The frequency of epitope-specific HLA-A*0201–restricted T cells varied among the three donors. Boon et al. reported that the HLA class I background of individuals has a major influence on the magnitude and specificity of the CTL response against influenza A virus. Even in individuals who share a certain HLA allele, the CTL response restricted by that HLA allele differs and may be affected by other nonmatching HLA molecules resulting in different CTL responses (23). To determine immunodominance we need to identify other CD8+ T cell epitopes, and analyze the PBMCs of more donors with different combinations of MHC class I molecules (24).

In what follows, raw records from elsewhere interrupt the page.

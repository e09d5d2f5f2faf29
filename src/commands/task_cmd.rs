//! Task Commands
//!
//! List, detail, create, update, delete and reorder for the requesting owner.

use serde::Serialize;

use super::error::{CommandError, CommandResult, Redirect};
use crate::domain::{DomainError, DomainResult, Task};
use crate::forms::{FormData, PositionForm, TaskForm};
use crate::guard::{AccessGuard, OwnerScope, Session};
use crate::routes;
use crate::AppState;

/// Query parameter carrying the title filter
pub const SEARCH_PARAM: &str = "search-area";

/// Data for the task list page
#[derive(Debug, Clone, PartialEq, Serialize)]
pub struct TaskListView {
    pub tasks: Vec<Task>,
    /// Incomplete tasks, counted before the search filter
    pub count: usize,
    pub search_input: String,
}

/// The `search-area` value of a decoded query string
pub fn search_param(query: &FormData) -> Option<&str> {
    query.get(SEARCH_PARAM)
}

fn scope<'a>(state: &'a AppState, session: &'a Session, path: &str) -> CommandResult<OwnerScope<'a>> {
    AccessGuard::scope(session, path, &state.tasks).map_err(|e| fail(state, e))
}

fn fail(state: &AppState, err: DomainError) -> CommandError {
    CommandError::from_domain(err, &state.config.login_url)
}

/// List the owner's tasks, optionally filtered by title
pub async fn list_tasks(
    state: &AppState,
    session: &Session,
    search_input: Option<&str>,
) -> CommandResult<TaskListView> {
    let tasks = scope(state, session, routes::TASKS)?;
    let search_input = search_input.unwrap_or_default().to_string();

    let count = tasks.count_incomplete().await.map_err(|e| fail(state, e))?;
    let listed = if search_input.is_empty() {
        tasks.list().await.map_err(|e| fail(state, e))?
    } else {
        tasks.search(&search_input).await.map_err(|e| fail(state, e))?
    };

    Ok(TaskListView {
        tasks: listed,
        count,
        search_input,
    })
}

/// Get one of the owner's tasks
pub async fn get_task(state: &AppState, session: &Session, id: u32) -> CommandResult<Task> {
    let tasks = scope(state, session, &routes::task_detail(id))?;
    tasks.find(id).await.map_err(|e| fail(state, e))
}

/// Create a task at the end of the owner's list
pub async fn create_task(
    state: &AppState,
    session: &Session,
    form: &FormData,
) -> CommandResult<Redirect> {
    let tasks = scope(state, session, routes::TASK_CREATE)?;
    let draft = TaskForm::parse(form)?;

    let task = tasks.create(&draft).await.map_err(|e| fail(state, e))?;

    if let Some(drafts) = &state.drafts {
        // The draft log is best-effort; the task already exists
        if let Err(e) = drafts.record(task.owner_id, &draft).await {
            log::warn!("Failed to record creation draft for owner {}: {}", task.owner_id, e);
        }
    }

    log::info!("Task created: {} by {}", task.title, tasks.owner().username);
    Ok(Redirect::to(routes::TASKS))
}

/// Replace the editable fields of one of the owner's tasks
pub async fn update_task(
    state: &AppState,
    session: &Session,
    id: u32,
    form: &FormData,
) -> CommandResult<Redirect> {
    let tasks = scope(state, session, &routes::task_update(id))?;
    // Existence first, so a foreign id is NotFound even with a bad form
    tasks.find(id).await.map_err(|e| fail(state, e))?;
    let draft = TaskForm::parse(form)?;

    tasks.update(id, &draft).await.map_err(|e| fail(state, e))?;
    Ok(Redirect::to(routes::TASKS))
}

/// Delete one of the owner's tasks; remaining order keys are kept
pub async fn delete_task(state: &AppState, session: &Session, id: u32) -> CommandResult<Redirect> {
    let tasks = scope(state, session, &routes::task_delete(id))?;
    tasks.delete(id).await.map_err(|e| fail(state, e))?;
    Ok(Redirect::to(routes::TASKS))
}

/// Apply a drag-and-drop order submitted as `position=7,3,9`
///
/// Ids that are unknown or belong to another owner are ignored; the caller
/// gets the same redirect either way.
pub async fn reorder_tasks(
    state: &AppState,
    session: &Session,
    form: &FormData,
) -> CommandResult<Redirect> {
    let tasks = scope(state, session, routes::TASK_REORDER)?;
    let position = PositionForm::parse(form)?;

    apply_order(state, &tasks, &position.ids)
        .await
        .map_err(|e| fail(state, e))?;
    Ok(Redirect::to(routes::TASKS))
}

async fn apply_order(state: &AppState, tasks: &OwnerScope<'_>, ids: &[u32]) -> DomainResult<()> {
    let outcome = if state.config.ordering.repair_after_reorder {
        tasks.reorder_dense(ids).await?
    } else {
        tasks.reorder(ids).await?
    };
    log::info!(
        "Reordered tasks for {}: {} applied, {} skipped",
        tasks.owner().username,
        outcome.applied,
        outcome.skipped.len()
    );
    Ok(())
}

After submission of this paper for publication, Drexler et al. published a report of a vaccinia virus epitope that they found in HLA-A*0201-transgenic mice (25). Their epitope is different from the two we report in this publication. They did not report any experiments with quantitation of human T cells specific to their epitope. We failed to detect responses to that epitope by IFN-γ–ELISPOT assay in the three vaccinated individuals who developed responses to the two epitopes we now report. We conclude that the epitopes reported here are dominant to the one reported recently by Drexler et al.
Identification of these epitopes will enable the analysis and quantitation of vaccinia virus-specific CD8+ T cells in the acute and memory phases and to compare CD8+ T cell responses specific to different epitopes. We should also be able to monitor expansion and subsequent shrinkage of epitope-specific CD8+ T cells at the T cell receptor level. Definition of T cell epitopes will help us to better understand human T cell responses to vaccinia virus as a model of human infection. In addition, it will provide a quantitative measure of poxvirus T cell immunity when these viruses are used as viral vectors.
We thank Laura Orphins and Vera Hauptfeld for the assistance with the IFN-γ ELISPOT and HLA typing, respectively.
This work was supported by National Institutes of Health/National Institute of Allergy and Infectious Diseases grant PO1 AI-49320 and a subcontract, AI-46725.